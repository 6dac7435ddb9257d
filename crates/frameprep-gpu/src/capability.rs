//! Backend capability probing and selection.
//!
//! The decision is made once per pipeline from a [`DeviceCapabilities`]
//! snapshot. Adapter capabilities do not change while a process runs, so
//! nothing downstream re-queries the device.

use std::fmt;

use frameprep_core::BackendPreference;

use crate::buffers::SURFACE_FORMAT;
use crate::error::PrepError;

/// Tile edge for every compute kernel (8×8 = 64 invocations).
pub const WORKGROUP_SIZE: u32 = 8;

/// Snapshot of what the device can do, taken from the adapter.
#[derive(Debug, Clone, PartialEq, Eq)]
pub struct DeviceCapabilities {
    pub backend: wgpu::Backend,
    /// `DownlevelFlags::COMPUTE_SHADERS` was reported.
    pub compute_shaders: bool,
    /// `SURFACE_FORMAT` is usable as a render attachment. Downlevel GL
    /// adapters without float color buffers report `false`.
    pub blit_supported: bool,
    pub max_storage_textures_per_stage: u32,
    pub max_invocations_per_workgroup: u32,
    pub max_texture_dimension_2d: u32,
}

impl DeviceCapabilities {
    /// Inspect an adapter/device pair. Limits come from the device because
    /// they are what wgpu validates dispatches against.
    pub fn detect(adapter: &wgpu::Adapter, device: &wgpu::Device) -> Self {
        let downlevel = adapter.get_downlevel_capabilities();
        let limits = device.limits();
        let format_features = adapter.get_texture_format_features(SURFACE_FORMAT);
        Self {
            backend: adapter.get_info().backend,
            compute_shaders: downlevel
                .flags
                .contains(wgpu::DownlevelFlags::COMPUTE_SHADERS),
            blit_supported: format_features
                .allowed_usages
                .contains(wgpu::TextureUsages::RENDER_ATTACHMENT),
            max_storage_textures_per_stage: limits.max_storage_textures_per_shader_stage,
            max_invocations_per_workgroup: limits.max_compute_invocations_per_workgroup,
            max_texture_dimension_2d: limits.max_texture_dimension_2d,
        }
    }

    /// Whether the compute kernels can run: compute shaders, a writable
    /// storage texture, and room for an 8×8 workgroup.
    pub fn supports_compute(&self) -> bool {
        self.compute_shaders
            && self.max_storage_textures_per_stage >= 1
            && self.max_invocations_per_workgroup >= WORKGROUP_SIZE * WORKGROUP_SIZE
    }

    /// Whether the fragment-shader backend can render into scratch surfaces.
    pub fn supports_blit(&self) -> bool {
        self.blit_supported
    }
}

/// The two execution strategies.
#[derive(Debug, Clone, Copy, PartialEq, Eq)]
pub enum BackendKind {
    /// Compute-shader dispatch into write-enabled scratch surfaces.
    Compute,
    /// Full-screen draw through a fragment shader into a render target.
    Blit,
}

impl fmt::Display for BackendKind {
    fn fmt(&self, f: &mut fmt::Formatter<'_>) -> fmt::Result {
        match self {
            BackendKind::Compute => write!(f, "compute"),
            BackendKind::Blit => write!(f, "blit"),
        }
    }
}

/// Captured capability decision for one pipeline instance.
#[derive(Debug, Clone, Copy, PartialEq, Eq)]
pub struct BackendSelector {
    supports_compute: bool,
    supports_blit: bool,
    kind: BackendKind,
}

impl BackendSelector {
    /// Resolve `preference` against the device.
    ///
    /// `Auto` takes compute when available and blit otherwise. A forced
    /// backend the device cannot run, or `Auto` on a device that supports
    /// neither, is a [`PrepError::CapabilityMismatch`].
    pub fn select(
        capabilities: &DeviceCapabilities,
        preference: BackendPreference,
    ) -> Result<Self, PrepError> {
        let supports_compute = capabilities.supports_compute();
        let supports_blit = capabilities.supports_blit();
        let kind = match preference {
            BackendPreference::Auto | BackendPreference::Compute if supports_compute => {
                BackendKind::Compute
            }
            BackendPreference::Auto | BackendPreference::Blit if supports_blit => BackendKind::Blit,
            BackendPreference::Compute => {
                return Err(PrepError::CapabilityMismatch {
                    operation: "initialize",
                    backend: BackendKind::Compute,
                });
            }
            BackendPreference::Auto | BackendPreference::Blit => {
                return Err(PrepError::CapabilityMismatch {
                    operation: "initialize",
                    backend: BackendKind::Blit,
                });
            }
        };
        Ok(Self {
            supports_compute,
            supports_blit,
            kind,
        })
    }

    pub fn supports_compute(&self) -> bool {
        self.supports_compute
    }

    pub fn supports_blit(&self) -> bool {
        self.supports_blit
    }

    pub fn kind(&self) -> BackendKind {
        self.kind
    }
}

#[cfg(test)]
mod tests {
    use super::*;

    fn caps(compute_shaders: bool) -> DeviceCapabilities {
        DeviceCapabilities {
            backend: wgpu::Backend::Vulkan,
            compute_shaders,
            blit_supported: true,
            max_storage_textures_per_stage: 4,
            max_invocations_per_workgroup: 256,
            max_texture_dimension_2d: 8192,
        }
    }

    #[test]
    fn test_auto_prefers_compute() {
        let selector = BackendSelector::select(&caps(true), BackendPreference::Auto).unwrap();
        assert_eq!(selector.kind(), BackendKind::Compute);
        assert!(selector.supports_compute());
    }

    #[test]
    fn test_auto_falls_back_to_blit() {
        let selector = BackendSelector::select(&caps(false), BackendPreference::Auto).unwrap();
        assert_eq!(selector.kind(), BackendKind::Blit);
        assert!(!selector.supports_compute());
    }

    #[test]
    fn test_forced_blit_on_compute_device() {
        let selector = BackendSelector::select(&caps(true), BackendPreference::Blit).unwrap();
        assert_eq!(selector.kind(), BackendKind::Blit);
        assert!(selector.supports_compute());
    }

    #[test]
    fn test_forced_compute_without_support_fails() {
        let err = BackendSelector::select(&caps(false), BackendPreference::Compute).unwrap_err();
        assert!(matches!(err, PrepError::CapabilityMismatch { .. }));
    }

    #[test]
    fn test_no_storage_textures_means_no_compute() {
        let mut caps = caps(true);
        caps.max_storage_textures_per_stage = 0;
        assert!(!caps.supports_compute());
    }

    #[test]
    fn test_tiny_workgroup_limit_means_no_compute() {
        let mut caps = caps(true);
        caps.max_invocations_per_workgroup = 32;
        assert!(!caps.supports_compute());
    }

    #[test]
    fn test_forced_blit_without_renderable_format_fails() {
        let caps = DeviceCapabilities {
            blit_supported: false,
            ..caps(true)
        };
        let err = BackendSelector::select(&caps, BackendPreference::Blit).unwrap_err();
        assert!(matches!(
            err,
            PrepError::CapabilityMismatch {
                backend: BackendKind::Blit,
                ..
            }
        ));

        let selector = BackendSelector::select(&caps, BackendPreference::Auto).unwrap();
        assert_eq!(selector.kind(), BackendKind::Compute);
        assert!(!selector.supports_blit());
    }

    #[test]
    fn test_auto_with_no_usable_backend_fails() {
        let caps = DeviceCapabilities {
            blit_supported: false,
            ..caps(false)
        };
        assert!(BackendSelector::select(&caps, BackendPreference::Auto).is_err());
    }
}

**WORK INSTRUCTION:** Each line in the data that holds the string "Result" must be returned.

**REPLY TO THE TASK:**
    fn fmt(&self, f: &mut fmt::Formatter<'_>) -> fmt::Result {
    ) -> Result<Self, PrepError> {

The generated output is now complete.